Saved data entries
_ _ _
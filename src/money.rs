//! Money
//!
//! Amounts are plain [`Decimal`] values inside the engine; a currency is only
//! attached when an amount is shown to a person.

use rust_decimal::{Decimal, RoundingStrategy, prelude::ToPrimitive};
use rusty_money::{
    Money,
    iso::{self, Currency},
};
use thiserror::Error;

/// Errors converting amounts for display.
#[derive(Debug, Error, PartialEq, Eq)]
pub enum MoneyFormatError {
    /// The currency code is not supported.
    #[error("Unknown currency code: {0}")]
    UnknownCurrency(String),

    /// The amount does not fit in minor units.
    #[error("Amount out of range: {0}")]
    OutOfRange(Decimal),
}

/// Look up a supported ISO currency by code.
///
/// # Errors
///
/// Returns [`MoneyFormatError::UnknownCurrency`] for anything other than `GBP`, `USD`, `EUR` or `INR`.
pub fn parse_currency(code: &str) -> Result<&'static Currency, MoneyFormatError> {
    match code.trim().to_ascii_uppercase().as_str() {
        "GBP" => Ok(iso::GBP),
        "USD" => Ok(iso::USD),
        "EUR" => Ok(iso::EUR),
        "INR" => Ok(iso::INR),
        _ => Err(MoneyFormatError::UnknownCurrency(code.to_string())),
    }
}

/// Convert an amount into money of the given currency, rounded to minor units.
///
/// # Errors
///
/// Returns [`MoneyFormatError::OutOfRange`] if the amount cannot be represented.
pub fn to_money(
    amount: Decimal,
    currency: &'static Currency,
) -> Result<Money<'static, Currency>, MoneyFormatError> {
    let minor = amount
        .checked_mul(Decimal::ONE_HUNDRED)
        .and_then(|value| {
            value
                .round_dp_with_strategy(0, RoundingStrategy::MidpointAwayFromZero)
                .to_i64()
        })
        .ok_or(MoneyFormatError::OutOfRange(amount))?;

    Ok(Money::from_minor(minor, currency))
}

/// Format an amount in the given currency, e.g. `£1,100.00`.
///
/// # Errors
///
/// Returns [`MoneyFormatError::OutOfRange`] if the amount cannot be represented.
pub fn format_amount(
    amount: Decimal,
    currency: &'static Currency,
) -> Result<String, MoneyFormatError> {
    Ok(to_money(amount, currency)?.to_string())
}

#[cfg(test)]
mod tests {
    use rust_decimal::dec;
    use testresult::TestResult;

    use super::*;

    #[test]
    fn parse_currency_accepts_supported_codes() -> TestResult {
        assert_eq!(parse_currency("gbp")?, iso::GBP);
        assert_eq!(parse_currency("USD")?, iso::USD);
        assert_eq!(parse_currency(" EUR ")?, iso::EUR);
        assert_eq!(parse_currency("inr")?, iso::INR);

        Ok(())
    }

    #[test]
    fn parse_currency_rejects_unknown_codes() {
        assert_eq!(
            parse_currency("ABC"),
            Err(MoneyFormatError::UnknownCurrency("ABC".to_string()))
        );
    }

    #[test]
    fn to_money_rounds_to_minor_units() -> TestResult {
        let money = to_money(dec!(1100.005), iso::GBP)?;

        assert_eq!(money, Money::from_minor(110_001, iso::GBP));

        Ok(())
    }

    #[test]
    fn format_amount_uses_rupee_symbol() -> TestResult {
        let formatted = format_amount(dec!(1100), iso::INR)?;

        assert!(formatted.starts_with('₹'), "got {formatted}");

        Ok(())
    }

    #[test]
    fn to_money_rejects_huge_amounts() {
        let huge = Decimal::MAX;

        assert_eq!(
            to_money(huge, iso::GBP),
            Err(MoneyFormatError::OutOfRange(huge))
        );
    }
}
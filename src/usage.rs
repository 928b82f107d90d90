//! Coupon Usage
//!
//! Confirmed redemptions of coupons by users, and the per-user counts the
//! selection engine consumes.

use jiff::Timestamp;
use rust_decimal::Decimal;
use rustc_hash::FxHashMap;

use crate::coupons::CouponKey;

/// Redemptions of each coupon by a single user.
#[derive(Debug, Clone, Default, PartialEq, Eq)]
pub struct UsageCounts(FxHashMap<CouponKey, u32>);

impl UsageCounts {
    /// Create an empty set of counts.
    pub fn new() -> Self {
        Self::default()
    }

    /// Redemptions of the coupon. Coupons never redeemed count zero.
    pub fn get(&self, coupon: CouponKey) -> u32 {
        self.0.get(&coupon).copied().unwrap_or_default()
    }

    /// Set the count for a coupon.
    pub fn set(&mut self, coupon: CouponKey, count: u32) {
        self.0.insert(coupon, count);
    }

    /// Add one redemption of a coupon.
    pub fn increment(&mut self, coupon: CouponKey) {
        let count = self.0.entry(coupon).or_default();
        *count = count.saturating_add(1);
    }

    /// Number of coupons with at least one recorded redemption.
    pub fn len(&self) -> usize {
        self.0.len()
    }

    /// Check if no redemptions are recorded.
    pub fn is_empty(&self) -> bool {
        self.0.is_empty()
    }
}

impl FromIterator<(CouponKey, u32)> for UsageCounts {
    fn from_iter<I: IntoIterator<Item = (CouponKey, u32)>>(iter: I) -> Self {
        Self(iter.into_iter().collect())
    }
}

/// A confirmed redemption of a coupon.
#[derive(Debug, Clone, PartialEq, Eq)]
pub struct CouponUsage {
    /// Redeemed coupon
    pub coupon: CouponKey,

    /// Redeeming user
    pub user_id: String,

    /// Time of redemption
    pub used_at: Timestamp,

    /// Order the coupon was redeemed on
    pub order_id: String,

    /// Discount given by the redemption
    pub discount_applied: Decimal,
}

/// Append-only record of coupon redemptions.
#[derive(Debug, Clone, Default)]
pub struct UsageLedger {
    records: Vec<CouponUsage>,
}

impl UsageLedger {
    /// Create an empty ledger.
    pub fn new() -> Self {
        Self::default()
    }

    /// Record a confirmed redemption.
    pub fn record(&mut self, usage: CouponUsage) {
        self.records.push(usage);
    }

    /// All recorded redemptions, oldest first.
    pub fn records(&self) -> &[CouponUsage] {
        &self.records
    }

    /// Number of recorded redemptions.
    pub fn len(&self) -> usize {
        self.records.len()
    }

    /// Check if the ledger is empty.
    pub fn is_empty(&self) -> bool {
        self.records.is_empty()
    }

    /// Count redemptions of every coupon by one user.
    pub fn counts_for(&self, user_id: &str) -> UsageCounts {
        let mut counts = UsageCounts::new();

        for usage in self.records.iter().filter(|usage| usage.user_id == user_id) {
            counts.increment(usage.coupon);
        }

        counts
    }
}

impl FromIterator<CouponUsage> for UsageLedger {
    fn from_iter<I: IntoIterator<Item = CouponUsage>>(iter: I) -> Self {
        Self {
            records: iter.into_iter().collect(),
        }
    }
}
_ _ _
(EXERCISE): Please copy out each line in the entries that mentions the string "CouponKey".

(OUTPUT OF THE EXERCISE):
use crate::coupons::CouponKey;
pub struct UsageCounts(FxHashMap<CouponKey, u32>);
    pub fn get(&self, coupon: CouponKey) -> u32 {
    pub fn set(&mut self, coupon: CouponKey, count: u32) {
    pub fn increment(&mut self, coupon: CouponKey) {
impl FromIterator<(CouponKey, u32)> for UsageCounts {
    fn from_iter<I: IntoIterator<Item = (CouponKey, u32)>>(iter: I) -> Self {
    pub coupon: CouponKey,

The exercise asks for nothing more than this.